▶ [EXTRACTED DATA]:
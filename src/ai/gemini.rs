//! Gemini `generateContent` client.

use serde::{Deserialize, Serialize};

use super::{CardGenerator, GenerationError};

const API_BASE: &str = "https://generativelanguage.googleapis.com/v1beta";
const MODEL: &str = "gemini-1.5-flash";

#[derive(Debug, Serialize)]
struct GenerateContentRequest<'a> {
    contents: Vec<Content<'a>>,
}

#[derive(Debug, Serialize)]
struct Content<'a> {
    parts: Vec<Part<'a>>,
}

#[derive(Debug, Serialize)]
struct Part<'a> {
    text: &'a str,
}

#[derive(Debug, Default, Deserialize)]
struct GenerateContentResponse {
    #[serde(default)]
    candidates: Vec<Candidate>,
}

#[derive(Debug, Deserialize)]
struct Candidate {
    content: Option<CandidateContent>,
}

#[derive(Debug, Deserialize)]
struct CandidateContent {
    #[serde(default)]
    parts: Vec<CandidatePart>,
}

#[derive(Debug, Deserialize)]
struct CandidatePart {
    #[serde(default)]
    text: String,
}

#[derive(Debug, Deserialize)]
struct ErrorEnvelope {
    error: ApiError,
}

#[derive(Debug, Deserialize)]
struct ApiError {
    #[serde(default)]
    message: String,
}

fn request_body(prompt: &str) -> GenerateContentRequest<'_> {
    GenerateContentRequest {
        contents: vec![Content {
            parts: vec![Part { text: prompt }],
        }],
    }
}

/// Concatenated text parts of the first candidate
fn candidate_text(response: &GenerateContentResponse) -> Result<String, GenerationError> {
    let text: String = response
        .candidates
        .first()
        .and_then(|c| c.content.as_ref())
        .map(|content| content.parts.iter().map(|p| p.text.as_str()).collect())
        .unwrap_or_default();
    if text.trim().is_empty() {
        Err(GenerationError::EmptyResponse)
    } else {
        Ok(text)
    }
}

fn error_message(body: &str) -> String {
    serde_json::from_str::<ErrorEnvelope>(body)
        .map(|e| e.error.message)
        .unwrap_or_else(|_| body.chars().take(200).collect())
}

/// HTTP client bound to one API key
#[derive(Debug, Clone)]
pub struct GeminiClient {
    http: reqwest::Client,
    api_key: String,
    endpoint: String,
}

impl GeminiClient {
    pub fn new(api_key: &str) -> Result<Self, GenerationError> {
        let api_key = api_key.trim();
        if api_key.is_empty() {
            return Err(GenerationError::MissingApiKey);
        }
        Ok(Self {
            http: reqwest::Client::new(),
            api_key: api_key.to_string(),
            endpoint: format!("{}/models/{}:generateContent", API_BASE, MODEL),
        })
    }
}

impl CardGenerator for GeminiClient {
    async fn complete(&self, prompt: &str) -> Result<String, GenerationError> {
        let response = self
            .http
            .post(&self.endpoint)
            .query(&[("key", self.api_key.as_str())])
            .json(&request_body(prompt))
            .send()
            .await
            .map_err(|e| GenerationError::Http(e.to_string()))?;

        let status = response.status();
        let body = response
            .text()
            .await
            .map_err(|e| GenerationError::Http(e.to_string()))?;

        if !status.is_success() {
            return Err(GenerationError::Status {
                status: status.as_u16(),
                message: error_message(&body),
            });
        }

        let parsed: GenerateContentResponse = serde_json::from_str(&body)
            .map_err(|e| GenerationError::Malformed(e.to_string()))?;
        candidate_text(&parsed)
    }
}

#[cfg(test)]
mod tests {
    use super::*;

    #[test]
    fn test_request_body_shape() {
        let json = serde_json::to_value(request_body("hello")).unwrap();
        assert_eq!(json["contents"][0]["parts"][0]["text"], "hello");
    }

    #[test]
    fn test_candidate_text_joins_parts() {
        let body = r#"{
            "candidates": [
                {"content": {"parts": [{"text": "[\"a\", "}, {"text": "\"b\"]"}], "role": "model"}},
                {"content": {"parts": [{"text": "ignored"}]}}
            ]
        }"#;
        let parsed: GenerateContentResponse = serde_json::from_str(body).unwrap();
        assert_eq!(candidate_text(&parsed).unwrap(), r#"["a", "b"]"#);
    }

    #[test]
    fn test_candidate_text_empty() {
        let parsed: GenerateContentResponse = serde_json::from_str(r#"{"candidates": []}"#).unwrap();
        assert_eq!(candidate_text(&parsed), Err(GenerationError::EmptyResponse));
        let parsed: GenerateContentResponse =
            serde_json::from_str(r#"{"candidates": [{"finishReason": "SAFETY"}]}"#).unwrap();
        assert_eq!(candidate_text(&parsed), Err(GenerationError::EmptyResponse));
    }

    #[test]
    fn test_error_message_from_envelope() {
        let body = r#"{"error": {"code": 400, "message": "API key not valid.", "status": "INVALID_ARGUMENT"}}"#;
        assert_eq!(error_message(body), "API key not valid.");
        assert_eq!(error_message("gateway timeout"), "gateway timeout");
    }

    #[test]
    fn test_client_requires_key() {
        assert_eq!(GeminiClient::new("  ").unwrap_err(), GenerationError::MissingApiKey);
        let client = GeminiClient::new(" abc ").unwrap();
        assert_eq!(client.api_key, "abc");
        assert!(client.endpoint.ends_with("gemini-1.5-flash:generateContent"));
    }
}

▶ [WORK ITEM]: Output the full listing exactly as given.

▶ [EXERCISE RESULT]:
filename src/ai/gemini.rs
//! Gemini `generateContent` client.

use serde::{Deserialize, Serialize};

use super::{CardGenerator, GenerationError};

const API_BASE: &str = "https://generativelanguage.googleapis.com/v1beta";
const MODEL: &str = "gemini-1.5-flash";

#[derive(Debug, Serialize)]
struct GenerateContentRequest<'a> {
    contents: Vec<Content<'a>>,
}

#[derive(Debug, Serialize)]
struct Content<'a> {
    parts: Vec<Part<'a>>,
}

#[derive(Debug, Serialize)]
struct Part<'a> {
    text: &'a str,
}

#[derive(Debug, Default, Deserialize)]
struct GenerateContentResponse {
    #[serde(default)]
    candidates: Vec<Candidate>,
}

#[derive(Debug, Deserialize)]
struct Candidate {
    content: Option<CandidateContent>,
}

#[derive(Debug, Deserialize)]
struct CandidateContent {
    #[serde(default)]
    parts: Vec<CandidatePart>,
}

#[derive(Debug, Deserialize)]
struct CandidatePart {
    #[serde(default)]
    text: String,
}

#[derive(Debug, Deserialize)]
struct ErrorEnvelope {
    error: ApiError,
}

#[derive(Debug, Deserialize)]
struct ApiError {
    #[serde(default)]
    message: String,
}

fn request_body(prompt: &str) -> GenerateContentRequest<'_> {
    GenerateContentRequest {
        contents: vec![Content {
            parts: vec![Part { text: prompt }],
        }],
    }
}

/// Concatenated text parts of the first candidate
fn candidate_text(response: &GenerateContentResponse) -> Result<String, GenerationError> {
    let text: String = response
        .candidates
        .first()
        .and_then(|c| c.content.as_ref())
        .map(|content| content.parts.iter().map(|p| p.text.as_str()).collect())
        .unwrap_or_default();
    if text.trim().is_empty() {
        Err(GenerationError::EmptyResponse)
    } else {
        Ok(text)
    }
}

fn error_message(body: &str) -> String {
    serde_json::from_str::<ErrorEnvelope>(body)
        .map(|e| e.error.message)
        .unwrap_or_else(|_| body.chars().take(200).collect())
}

/// HTTP client bound to one API key
#[derive(Debug, Clone)]
pub struct GeminiClient {
    http: reqwest::Client,
    api_key: String,
    endpoint: String,
}

impl GeminiClient {
    pub fn new(api_key: &str) -> Result<Self, GenerationError> {
        let api_key = api_key.trim();
        if api_key.is_empty() {
            return Err(GenerationError::MissingApiKey);
        }
        Ok(Self {
            http: reqwest::Client::new(),
            api_key: api_key.to_string(),
            endpoint: format!("{}/models/{}:generateContent", API_BASE, MODEL),
        })
    }
}

impl CardGenerator for GeminiClient {
    async fn complete(&self, prompt: &str) -> Result<String, GenerationError> {
        let response = self
            .http
            .post(&self.endpoint)
            .query(&[("key", self.api_key.as_str())])
            .json(&request_body(prompt))
            .send()
            .await
            .map_err(|e| GenerationError::Http(e.to_string()))?;

        let status = response.status();
        let body = response
            .text()
            .await
            .map_err(|e| GenerationError::Http(e.to_string()))?;

        if !status.is_success() {
            return Err(GenerationError::Status {
                status: status.as_u16(),
                message: error_message(&body),
            });
        }

        let parsed: GenerateContentResponse = serde_json::from_str(&body)
            .map_err(|e| GenerationError::Malformed(e.to_string()))?;
        candidate_text(&parsed)
    }
}

#[cfg(test)]
mod tests {
    use super::*;

    #[test]
    fn test_request_body_shape() {
        let json = serde_json::to_value(request_body("hello")).unwrap();
        assert_eq!(json["contents"][0]["parts"][0]["text"], "hello");
    }

    #[test]
    fn test_candidate_text_joins_parts() {
        let body = r#"{
            "candidates": [
                {"content": {"parts": [{"text": "[\"a\", "}, {"text": "\"b\"]"}], "role": "model"}},
                {"content": {"parts": [{"text": "ignored"}]}}
            ]
        }"#;
        let parsed: GenerateContentResponse = serde_json::from_str(body).unwrap();
        assert_eq!(candidate_text(&parsed).unwrap(), r#"["a", "b"]"#);
    }

    #[test]
    fn test_candidate_text_empty() {
        let parsed: GenerateContentResponse = serde_json::from_str(r#"{"candidates": []}"#).unwrap();
        assert_eq!(candidate_text(&parsed), Err(GenerationError::EmptyResponse));
        let parsed: GenerateContentResponse =
            serde_json::from_str(r#"{"candidates": [{"finishReason": "SAFETY"}]}"#).unwrap();
        assert_eq!(candidate_text(&parsed), Err(GenerationError::EmptyResponse));
    }

    #[test]
    fn test_error_message_from_envelope() {
        let body = r#"{"error": {"code": 400, "message": "API key not valid.", "status": "INVALID_ARGUMENT"}}"#;
        assert_eq!(error_message(body), "API key not valid.");
        assert_eq!(error_message("gateway timeout"), "gateway timeout");
    }

    #[test]
    fn test_client_requires_key() {
        assert_eq!(GeminiClient::new("  ").unwrap_err(), GenerationError::MissingApiKey);
        let client = GeminiClient::new(" abc ").unwrap();
        assert_eq!(client.api_key, "abc");
        assert!(client.endpoint.ends_with("gemini-1.5-flash:generateContent"));
    }
}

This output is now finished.